▸ **Provided data**

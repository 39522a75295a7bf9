//! Pocket orientation calibration
//!
//! The phone sits in the pocket at an unknown angle. Two one-dimensional
//! rotation searches align it with the thigh:
//!
//! 1. About z, so that gravity (mean acceleration) lies along +y, the
//!    superior-inferior axis.
//! 2. About y, using the average stride, so that the leg-swing rotation lands
//!    on the z axis while the principal swing is positive.
//!
//! A final half-turn about y resolves the forward/backward ambiguity that the
//! searches cannot see. All rotations act on row vectors: `rotated = data · R`.

use log::{debug, warn};
use nalgebra::{Rotation3, Vector3};
use ndarray::{Array2, ArrayView1, ArrayView2, Axis};
use std::f64::consts::PI;

use crate::config::PipelineConfig;
use crate::gait::GaitSegmenter;
use crate::types::RotationMat;

#[derive(Clone, Copy, Debug, PartialEq, Eq)]
pub enum RotationAxis {
    Y,
    Z,
}

/// Best rotation found on the angle grid.
#[derive(Clone, Debug)]
pub struct RotationSearch {
    pub rotation: RotationMat,
    /// Chosen angle, radians; 0 when identity was kept
    pub angle: f64,
    pub objective: f64,
    pub identity_objective: f64,
    /// False when no candidate beat identity
    pub improved: bool,
}

/// Why a window could not be calibrated.
#[derive(Clone, Debug, PartialEq)]
pub enum CalibrationFailure {
    NotEnoughPeaks { found: usize },
    NoValidStrides { peaks: usize },
}

#[derive(Clone, Debug)]
pub struct Calibration {
    /// Composed `Rz · Ry` (and half-turn, if applied)
    pub rotation: RotationMat,
    pub theta_z: f64,
    pub theta_y: f64,
    /// 0 (x) or 2 (z) of the z-aligned gyro
    pub principal_axis: usize,
    pub polarity_flipped: bool,
    pub provisional_peaks: usize,
    pub degenerate_axes: Vec<RotationAxis>,
    /// Gyro rotated into the thigh frame, `N × 3`
    pub gyro: Array2<f64>,
}

impl Calibration {
    pub fn is_degenerate(&self) -> bool {
        !self.degenerate_axes.is_empty()
    }
}

pub fn axis_rotation(axis: RotationAxis, theta: f64) -> RotationMat {
    let unit = match axis {
        RotationAxis::Y => Vector3::y_axis(),
        RotationAxis::Z => Vector3::z_axis(),
    };
    Rotation3::from_axis_angle(&unit, theta).into_inner()
}

/// `data · R` for an `N × 3` block of row vectors.
pub fn rotate_rows(data: ArrayView2<f64>, rotation: &RotationMat) -> Array2<f64> {
    let mut out = Array2::<f64>::zeros(data.raw_dim());
    for (row_in, mut row_out) in data.rows().into_iter().zip(out.rows_mut()) {
        for j in 0..3 {
            row_out[j] = (0..3).map(|k| row_in[k] * rotation[(k, j)]).sum();
        }
    }
    out
}

/// Scan `steps` angles over [-π, π] and keep the best strict improvement on identity.
pub fn search_rotation<F>(axis: RotationAxis, steps: usize, objective: F) -> RotationSearch
where
    F: Fn(&RotationMat) -> f64,
{
    let identity = RotationMat::identity();
    let identity_objective = objective(&identity);
    let mut best = RotationSearch {
        rotation: identity,
        angle: 0.0,
        objective: identity_objective,
        identity_objective,
        improved: false,
    };

    let step = 2.0 * PI / (steps.max(2) - 1) as f64;
    for i in 0..steps {
        let theta = -PI + i as f64 * step;
        let candidate = axis_rotation(axis, theta);
        let value = objective(&candidate);
        if value > best.objective {
            best.rotation = candidate;
            best.angle = theta;
            best.objective = value;
            best.improved = true;
        }
    }
    best
}

/// Align gravity with +y: maximize the mean y component of rotated acceleration.
pub fn align_superior_inferior(accel: ArrayView2<f64>, steps: usize) -> RotationSearch {
    let mean = column_means(accel);
    search_rotation(RotationAxis::Z, steps, |r| {
        (0..3).map(|k| mean[k] * r[(k, 1)]).sum()
    })
}

/// Align the swing with z: maximize the summed z component over rows where
/// the principal axis of the average stride is positive.
pub fn align_mediolateral(
    average_stride: ArrayView2<f64>,
    principal_axis: usize,
    steps: usize,
) -> RotationSearch {
    let mut sums = [0.0; 3];
    for row in average_stride.rows() {
        if row[principal_axis] > 0.0 {
            for k in 0..3 {
                sums[k] += row[k];
            }
        }
    }
    search_rotation(RotationAxis::Y, steps, |r| {
        (0..3).map(|k| sums[k] * r[(k, 2)]).sum()
    })
}

/// Axis 0 or 2, whichever carries more angular-velocity energy.
pub fn principal_axis(gyro: ArrayView2<f64>) -> usize {
    let x = l2_norm(gyro.column(0));
    let z = l2_norm(gyro.column(2));
    if x > z {
        0
    } else {
        2
    }
}

#[derive(Clone, Debug)]
pub struct OrientationCalibrator {
    segmenter: GaitSegmenter,
    steps: usize,
}

impl OrientationCalibrator {
    pub fn new(config: &PipelineConfig) -> Self {
        Self {
            segmenter: GaitSegmenter::from_config(config),
            steps: config.rotation_steps,
        }
    }

    /// Calibrate one filtered window of gyro and acceleration, both `N × 3`.
    pub fn calibrate(
        &self,
        gyro: ArrayView2<f64>,
        accel: ArrayView2<f64>,
    ) -> Result<Calibration, CalibrationFailure> {
        let z_search = align_superior_inferior(accel, self.steps);
        let gyro_z = rotate_rows(gyro, &z_search.rotation);

        let principal = principal_axis(gyro_z.view());
        let mut swing = gyro_z.column(principal).to_owned();
        let max = swing.fold(f64::MIN, |m, &v| m.max(v));
        let min = swing.fold(f64::MAX, |m, &v| m.min(v));
        if max.abs() < min.abs() {
            swing.mapv_inplace(|v| -v);
        }

        let peaks = self.segmenter.detect_peaks(swing.view());
        if !self.segmenter.has_usable_gait(&peaks) {
            return Err(CalibrationFailure::NotEnoughPeaks { found: peaks.len() });
        }

        let strides = self.segmenter.segment(&peaks, gyro_z.view());
        if strides.is_empty() {
            return Err(CalibrationFailure::NoValidStrides { peaks: peaks.len() });
        }
        let mut average = Array2::<f64>::zeros(strides[0].raw_dim());
        for stride in &strides {
            average += stride;
        }
        average /= strides.len() as f64;

        let y_search = align_mediolateral(average.view(), principal, self.steps);
        let mut rotation = z_search.rotation * y_search.rotation;
        let mut calibrated = rotate_rows(gyro, &rotation);

        let polarity_flipped = !swing_is_forward(calibrated.column(2));
        let mut theta_y = y_search.angle;
        if polarity_flipped {
            rotation *= axis_rotation(RotationAxis::Y, PI);
            calibrated = rotate_rows(gyro, &rotation);
            theta_y = wrap_angle(theta_y + PI);
        }

        let mut degenerate_axes = Vec::new();
        if !z_search.improved {
            degenerate_axes.push(RotationAxis::Z);
        }
        if !y_search.improved {
            degenerate_axes.push(RotationAxis::Y);
        }
        if !degenerate_axes.is_empty() {
            warn!(
                "Rotation search kept identity for {:?} (objective {:.4})",
                degenerate_axes, z_search.identity_objective
            );
        }

        debug!(
            "Calibrated: theta_z={:.1} deg, theta_y={:.1} deg, principal axis {}, {} strides, flipped={}",
            z_search.angle.to_degrees(),
            theta_y.to_degrees(),
            principal,
            strides.len(),
            polarity_flipped
        );

        Ok(Calibration {
            rotation,
            theta_z: z_search.angle,
            theta_y,
            principal_axis: principal,
            polarity_flipped,
            provisional_peaks: peaks.len(),
            degenerate_axes,
            gyro: calibrated,
        })
    }
}

/// Map an angle into (-π, π].
fn wrap_angle(theta: f64) -> f64 {
    if theta > PI {
        theta - 2.0 * PI
    } else if theta <= -PI {
        theta + 2.0 * PI
    } else {
        theta
    }
}

/// Positive excursions must outweigh negative ones on the swing axis.
fn swing_is_forward(swing: ArrayView1<f64>) -> bool {
    let (pos, neg) = swing.iter().fold((0.0, 0.0), |(p, n), &v| {
        if v > 0.0 {
            (p + v * v, n)
        } else if v < 0.0 {
            (p, n + v * v)
        } else {
            (p, n)
        }
    });
    pos.sqrt() > neg.sqrt()
}

fn column_means(data: ArrayView2<f64>) -> [f64; 3] {
    let mut means = [0.0; 3];
    if let Some(m) = data.mean_axis(Axis(0)) {
        for k in 0..3 {
            means[k] = m[k];
        }
    }
    means
}

fn l2_norm(values: ArrayView1<f64>) -> f64 {
    values.iter().map(|v| v * v).sum::<f64>().sqrt()
}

▸ **Problem requirements**
Copy out, word for word, the part of the entries above that begins at the line with "let strides = self.segmenter.segment(&peaks, gyro_z.view());" and ends at the line with "theta - 2.0 * PI", including both.

▸ **Exercise result**
        let strides = self.segmenter.segment(&peaks, gyro_z.view());
        if strides.is_empty() {
            return Err(CalibrationFailure::NoValidStrides { peaks: peaks.len() });
        }
        let mut average = Array2::<f64>::zeros(strides[0].raw_dim());
        for stride in &strides {
            average += stride;
        }
        average /= strides.len() as f64;

        let y_search = align_mediolateral(average.view(), principal, self.steps);
        let mut rotation = z_search.rotation * y_search.rotation;
        let mut calibrated = rotate_rows(gyro, &rotation);

        let polarity_flipped = !swing_is_forward(calibrated.column(2));
        let mut theta_y = y_search.angle;
        if polarity_flipped {
            rotation *= axis_rotation(RotationAxis::Y, PI);
            calibrated = rotate_rows(gyro, &rotation);
            theta_y = wrap_angle(theta_y + PI);
        }

        let mut degenerate_axes = Vec::new();
        if !z_search.improved {
            degenerate_axes.push(RotationAxis::Z);
        }
        if !y_search.improved {
            degenerate_axes.push(RotationAxis::Y);
        }
        if !degenerate_axes.is_empty() {
            warn!(
                "Rotation search kept identity for {:?} (objective {:.4})",
                degenerate_axes, z_search.identity_objective
            );
        }

        debug!(
            "Calibrated: theta_z={:.1} deg, theta_y={:.1} deg, principal axis {}, {} strides, flipped={}",
            z_search.angle.to_degrees(),
            theta_y.to_degrees(),
            principal,
            strides.len(),
            polarity_flipped
        );

        Ok(Calibration {
            rotation,
            theta_z: z_search.angle,
            theta_y,
            principal_axis: principal,
            polarity_flipped,
            provisional_peaks: peaks.len(),
            degenerate_axes,
            gyro: calibrated,
        })
    }
}

/// Map an angle into (-π, π].
fn wrap_angle(theta: f64) -> f64 {
    if theta > PI {
        theta - 2.0 * PI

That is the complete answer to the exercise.